_WHAT IS BEING ASKED_
Wherever "StopCheckerStep" turns up in the entries, copy out the line that holds it.

_RECORDED INFORMATION_
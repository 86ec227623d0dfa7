//! Workflow step type definitions

use serde::{Deserialize, Serialize};

use super::ids::StepId;
use super::ledger::LedgerKey;
use super::tools::ToolConstraints;

/// Type of workflow step
#[derive(Debug, Clone, Serialize, Deserialize, PartialEq)]
#[serde(tag = "type", rename_all = "snake_case")]
pub enum StepKind {
    /// Single language-model call producing one text output
    LanguageModel(LanguageModelStep),

    /// Tool-using agent driven over several turns
    Agent(AgentStep),

    /// Halts the run depending on an earlier output
    StopChecker(StopCheckerStep),
}

impl StepKind {
    /// Get a human-readable type name
    pub fn type_name(&self) -> &'static str {
        match self {
            Self::LanguageModel(_) => "language_model",
            Self::Agent(_) => "agent",
            Self::StopChecker(_) => "stop_checker",
        }
    }

    /// The prompt template, for steps that carry one
    pub fn template(&self) -> Option<&str> {
        match self {
            Self::LanguageModel(step) => Some(&step.system_prompt),
            Self::Agent(step) => Some(&step.system_prompt),
            Self::StopChecker(_) => None,
        }
    }

    pub fn model_id(&self) -> Option<&str> {
        match self {
            Self::LanguageModel(step) => Some(&step.model_id),
            Self::Agent(step) => Some(&step.model_id),
            Self::StopChecker(_) => None,
        }
    }

    pub fn tools(&self) -> Option<&ToolConstraints> {
        match self {
            Self::Agent(step) => Some(&step.tools),
            _ => None,
        }
    }

    pub fn tools_mut(&mut self) -> Option<&mut ToolConstraints> {
        match self {
            Self::Agent(step) => Some(&mut step.tools),
            _ => None,
        }
    }

    pub fn is_stop_checker(&self) -> bool {
        matches!(self, Self::StopChecker(_))
    }
}

/// Language-model step configuration
#[derive(Debug, Clone, Serialize, Deserialize, PartialEq)]
pub struct LanguageModelStep {
    /// Model to call
    pub model_id: String,

    /// System prompt template (may contain placeholders)
    pub system_prompt: String,
}

impl LanguageModelStep {
    pub fn new(model_id: impl Into<String>, system_prompt: impl Into<String>) -> Self {
        Self {
            model_id: model_id.into(),
            system_prompt: system_prompt.into(),
        }
    }
}

/// Agent step configuration
#[derive(Debug, Clone, Serialize, Deserialize, PartialEq)]
pub struct AgentStep {
    pub model_id: String,

    pub system_prompt: String,

    /// Tool availability and required invocation order
    #[serde(default)]
    pub tools: ToolConstraints,
}

impl AgentStep {
    pub fn new(model_id: impl Into<String>, system_prompt: impl Into<String>) -> Self {
        Self {
            model_id: model_id.into(),
            system_prompt: system_prompt.into(),
            tools: ToolConstraints::new(),
        }
    }

    pub fn with_tools(mut self, tools: ToolConstraints) -> Self {
        self.tools = tools;
        self
    }
}

/// What a stop-checker inspects
#[derive(Debug, Clone, PartialEq, Eq, Hash, Serialize, Deserialize)]
#[serde(rename_all = "snake_case")]
pub enum StepReference {
    Trigger,
    Step(StepId),
}

impl StepReference {
    pub fn ledger_key(&self) -> LedgerKey {
        match self {
            Self::Trigger => LedgerKey::Trigger,
            Self::Step(id) => LedgerKey::Step(id.clone()),
        }
    }
}

/// How match values are interpreted
#[derive(Debug, Clone, Copy, PartialEq, Eq, Serialize, Deserialize)]
#[serde(rename_all = "snake_case")]
pub enum CheckMode {
    /// Halt when any match value is found
    StopIfContains,

    /// Halt unless at least one match value is found
    ContinueIfContains,
}

/// Stop-checker step configuration
#[derive(Debug, Clone, Serialize, Deserialize, PartialEq)]
pub struct StopCheckerStep {
    pub step_to_check: StepReference,

    pub check_mode: CheckMode,

    /// Case-insensitive substrings to look for
    #[serde(default)]
    pub match_values: Vec<String>,
}

impl StopCheckerStep {
    pub fn new(step_to_check: StepReference, check_mode: CheckMode) -> Self {
        Self {
            step_to_check,
            check_mode,
            match_values: Vec::new(),
        }
    }

    pub fn with_match_value(mut self, value: impl Into<String>) -> Self {
        self.match_values.push(value.into());
        self
    }

    pub fn with_match_values<I, S>(mut self, values: I) -> Self
    where
        I: IntoIterator<Item = S>,
        S: Into<String>,
    {
        self.match_values = values.into_iter().map(Into::into).collect();
        self
    }
}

_TASK ANSWER_
    StopChecker(StopCheckerStep),
pub struct StopCheckerStep {
impl StopCheckerStep {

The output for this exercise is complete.